As autoridades sul-coreanas compartilharam suas experiências para conter o surto afirmando que os bloqueios impostos pela China em Wuhan, onde o surto se originou, são difíceis de aplicar em uma sociedade aberta.
“Sem prejudicar o princípio de uma sociedade transparente e aberta, recomendamos um sistema de resposta que combina a participação pública voluntária com aplicações criativas de tecnologia avançada”, disse a jornalistas o vice-ministro da Saúde da Coréia do Sul, Kim Gang-lip.
Enquanto a China, onde o vírus se originou, e mais recentemente a Itália prenderam milhões de cidadãos, a Coréia do Sul não restringiu os movimentos das pessoas – nem mesmo em Daegu, a cidade do sudeste no centro do surto do país. Em vez disso, as autoridades concentraram a quarentena obrigatória nos pacientes infectados e naqueles com quem eles entraram em contato próximo. Houve fechamento de escolas, mas comércio e serviços ficaram liberados, a critério de cada empresa.

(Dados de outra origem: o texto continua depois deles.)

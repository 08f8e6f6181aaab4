//! Core record types for the reference store.
//!
//! A [`Record`] ties an origin path to the alias created for it. Its
//! [`Status`] tracks whether the alias is still a symlink, has been replaced
//! by a real copy, or has been retired.

use std::fmt;
use std::path::{Path, PathBuf};
use std::str::FromStr;

use serde::{Deserialize, Serialize};

/// Lifecycle state of a record.
///
/// States are ordered: a record may only move to a state at or after its
/// current one.
#[derive(Clone, Copy, Debug, PartialEq, Eq, PartialOrd, Ord, Hash, Serialize, Deserialize)]
#[serde(rename_all = "lowercase")]
pub enum Status {
    /// The alias is a symlink pointing at the origin.
    Linked,
    /// The alias has been replaced by a full copy of the origin.
    Transferred,
    /// The record has been retired and no longer claims its alias.
    Deleted,
}

impl Status {
    /// Canonical text written to the store.
    pub fn as_str(self) -> &'static str {
        match self {
            Status::Linked => "linked",
            Status::Transferred => "transferred",
            Status::Deleted => "deleted",
        }
    }

    /// Returns `true` if moving from `self` to `next` is not a regression.
    pub fn can_become(self, next: Status) -> bool {
        next >= self
    }
}

impl fmt::Display for Status {
    fn fmt(&self, f: &mut fmt::Formatter<'_>) -> fmt::Result {
        f.write_str(self.as_str())
    }
}

/// Error returned when status text is not recognised.
#[derive(Clone, Debug, PartialEq, Eq)]
pub struct ParseStatusError(pub String);

impl fmt::Display for ParseStatusError {
    fn fmt(&self, f: &mut fmt::Formatter<'_>) -> fmt::Result {
        write!(f, "unknown status {:?}", self.0)
    }
}

impl std::error::Error for ParseStatusError {}

impl FromStr for Status {
    type Err = ParseStatusError;

    /// Accepts the canonical words and the older short spellings
    /// (`l`/`ss`, `t`/`hit`, `d`).
    fn from_str(s: &str) -> Result<Self, Self::Err> {
        match s.trim().to_ascii_lowercase().as_str() {
            "linked" | "l" | "ss" => Ok(Status::Linked),
            "transferred" | "t" | "hit" => Ok(Status::Transferred),
            "deleted" | "d" => Ok(Status::Deleted),
            _ => Err(ParseStatusError(s.to_string())),
        }
    }
}

/// A single alias record: the atomic unit of the store.
#[derive(Clone, Debug, PartialEq, Eq, Serialize, Deserialize)]
pub struct Record {
    /// Absolute path to the real file or directory.
    pub origin: PathBuf,
    /// Absolute path to the symlink, or to the copy once transferred.
    pub alias: PathBuf,
    /// Where the alias is in its lifecycle.
    pub status: Status,
}

impl Record {
    /// A freshly created link.
    pub fn linked(origin: impl Into<PathBuf>, alias: impl Into<PathBuf>) -> Self {
        Self {
            origin: origin.into(),
            alias: alias.into(),
            status: Status::Linked,
        }
    }

    /// The same record moved to `status`.
    pub fn with_status(&self, status: Status) -> Self {
        Self {
            status,
            ..self.clone()
        }
    }

    /// Active records claim their alias; deleted ones do not.
    pub fn is_active(&self) -> bool {
        self.status != Status::Deleted
    }

    /// Returns `true` if this record is active and claims `alias`.
    pub fn claims(&self, alias: &Path) -> bool {
        self.is_active() && self.alias == alias
    }
}

#[cfg(test)]
mod tests {
    use super::*;

    #[test]
    fn parse_canonical_and_legacy_spellings() {
        assert_eq!("linked".parse::<Status>().unwrap(), Status::Linked);
        assert_eq!("ss".parse::<Status>().unwrap(), Status::Linked);
        assert_eq!("L".parse::<Status>().unwrap(), Status::Linked);
        assert_eq!("hit".parse::<Status>().unwrap(), Status::Transferred);
        assert_eq!("t".parse::<Status>().unwrap(), Status::Transferred);
        assert_eq!("d".parse::<Status>().unwrap(), Status::Deleted);
        assert_eq!(" deleted ".parse::<Status>().unwrap(), Status::Deleted);
        assert!("pending".parse::<Status>().is_err());
    }

    #[test]
    fn status_only_moves_forward() {
        assert!(Status::Linked.can_become(Status::Transferred));
        assert!(Status::Linked.can_become(Status::Deleted));
        assert!(Status::Transferred.can_become(Status::Deleted));
        assert!(Status::Transferred.can_become(Status::Transferred));
        assert!(!Status::Transferred.can_become(Status::Linked));
        assert!(!Status::Deleted.can_become(Status::Transferred));
    }

    #[test]
    fn deleted_records_release_their_alias() {
        let record = Record::linked("/tmp/a", "/tmp/b");
        assert!(record.claims(Path::new("/tmp/b")));
        assert!(!record.claims(Path::new("/tmp/a")));

        let retired = record.with_status(Status::Deleted);
        assert!(!retired.is_active());
        assert!(!retired.claims(Path::new("/tmp/b")));
    }
}
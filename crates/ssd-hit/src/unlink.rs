//! Retiring aliases.

use std::fs;
use std::io;
use std::path::Path;

use ssd_store::{Record, RecordStore, Status, StoreError};
use tracing::{debug, info};

use crate::error::{HitError, Result};
use crate::fsutil::remove_symlink;

/// Stop tracking `alias`.
///
/// A symlink still standing at `alias` is removed; a materialized copy is
/// left on disk. The record is then marked `deleted`, or dropped from the
/// store entirely when `purge` is set. Returns the retired record.
pub fn unlink<S: RecordStore + ?Sized>(store: &S, alias: &Path, purge: bool) -> Result<Record> {
    let (index, record) = store
        .find_by_alias(alias)?
        .ok_or_else(|| StoreError::AliasNotFound {
            alias: alias.to_path_buf(),
        })?;

    match fs::symlink_metadata(alias) {
        Ok(meta) if meta.file_type().is_symlink() => {
            remove_symlink(alias).map_err(|source| HitError::AliasRemovalFailed {
                alias: alias.to_path_buf(),
                source,
            })?;
        }
        Ok(_) => debug!(alias = %alias.display(), "alias holds real content; left in place"),
        Err(e) if e.kind() == io::ErrorKind::NotFound => {
            debug!(alias = %alias.display(), "alias already gone")
        }
        Err(source) => {
            return Err(HitError::AliasRemovalFailed {
                alias: alias.to_path_buf(),
                source,
            })
        }
    }

    let retired = if purge {
        store.remove_by_alias(alias)?.unwrap_or(record)
    } else {
        let deleted = record.with_status(Status::Deleted);
        store.update_at(index, &deleted)?;
        deleted
    };

    info!(alias = %alias.display(), purge, "unlinked");
    Ok(retired)
}

#[cfg(all(test, unix))]
mod tests {
    use super::*;
    use crate::classify::PathKind;
    use crate::fsutil::{is_symlink, make_symlink};
    use crate::materialize::Materializer;
    use ssd_store::{ErrorKind, InMemoryRecordStore};

    fn linked(dir: &Path, store: &InMemoryRecordStore) -> Record {
        let origin = dir.join("a.txt");
        let alias = dir.join("b.txt");
        fs::write(&origin, b"content").unwrap();
        make_symlink(&origin, &alias, PathKind::File).unwrap();
        let record = Record::linked(origin, alias);
        store.append(&record).unwrap();
        record
    }

    #[test]
    fn unlink_removes_symlink_and_marks_deleted() {
        let dir = tempfile::tempdir().unwrap();
        let store = InMemoryRecordStore::new();
        let record = linked(dir.path(), &store);

        let retired = unlink(&store, &record.alias, false).unwrap();
        assert_eq!(retired.status, Status::Deleted);
        assert!(fs::symlink_metadata(&record.alias).is_err());
        assert!(record.origin.exists());

        let all = store.records().unwrap();
        assert_eq!(all.len(), 1);
        assert_eq!(all[0].1.status, Status::Deleted);
        assert!(store.find_by_alias(&record.alias).unwrap().is_none());
    }

    #[test]
    fn purge_drops_the_record() {
        let dir = tempfile::tempdir().unwrap();
        let store = InMemoryRecordStore::new();
        let record = linked(dir.path(), &store);

        let retired = unlink(&store, &record.alias, true).unwrap();
        assert_eq!(retired.alias, record.alias);
        assert!(store.records().unwrap().is_empty());
    }

    #[test]
    fn transferred_copy_is_kept() {
        let dir = tempfile::tempdir().unwrap();
        let store = InMemoryRecordStore::new();
        let record = linked(dir.path(), &store);
        Materializer::default().hit(&store, &record.alias).unwrap();

        unlink(&store, &record.alias, false).unwrap();
        assert!(!is_symlink(&record.alias));
        assert_eq!(fs::read(&record.alias).unwrap(), b"content");
    }

    #[test]
    fn missing_alias_on_disk_still_retires_record() {
        let dir = tempfile::tempdir().unwrap();
        let store = InMemoryRecordStore::new();
        let record = linked(dir.path(), &store);
        fs::remove_file(&record.alias).unwrap();

        assert_eq!(
            unlink(&store, &record.alias, false).unwrap().status,
            Status::Deleted
        );
    }

    #[test]
    fn unknown_alias() {
        let store = InMemoryRecordStore::new();
        let err = unlink(&store, Path::new("/nowhere/b.txt"), false).unwrap_err();
        assert_eq!(err.kind(), ErrorKind::RecordNotFound);
    }

    #[test]
    fn alias_can_be_linked_again_after_unlink() {
        let dir = tempfile::tempdir().unwrap();
        let store = InMemoryRecordStore::new();
        let record = linked(dir.path(), &store);
        unlink(&store, &record.alias, false).unwrap();

        crate::Linker::new(&store)
            .create_link(&record.origin, &record.alias)
            .unwrap();
        assert_eq!(store.records().unwrap().len(), 2);
    }
}
//! terralink - IRC-side chat bridge for Terraria game servers.
//!
//! A cooperative single-threaded runtime hosts the whole bridge: an
//! event bus with suspendable tasks, a timer queue, and buffered
//! connections, all deterministic and free of I/O. The tokio driver in
//! [`net::driver`] is the only async code and the only place a socket
//! is touched, which is what makes the session logic testable without
//! a server on the other end.

pub mod bridge;
pub mod config;
pub mod error;
pub mod net;
pub mod runtime;

pub use bridge::Bridge;
pub use config::Config;
pub use error::BridgeError;
pub use runtime::Runtime;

Medidas convencionais e coercitivas, como o bloqueio das áreas afetadas, têm desvantagens, disse ele, minando o espírito da democracia e alienando o público que deve participar ativamente dos esforços preventivos. “A participação do público deve ser garantida através de abertura e transparência”, afirmou.
A Coréia do Sul estabeleceu “procedimentos especiais de imigração” para monitorar as chegadas por duas semanas sem ter que proibir a entrada de viajantes no país.
Aqueles que chegam têm sua temperatura corporal verificada, enquanto suas informações de contato domésticas são verificadas e são obrigadas a preencher um questionário de saúde. Eles também são solicitados a baixar um aplicativo de autodiagnóstico em seus telefones celulares e submetê-los a um gerenciamento intensivo se apresentarem sintomas.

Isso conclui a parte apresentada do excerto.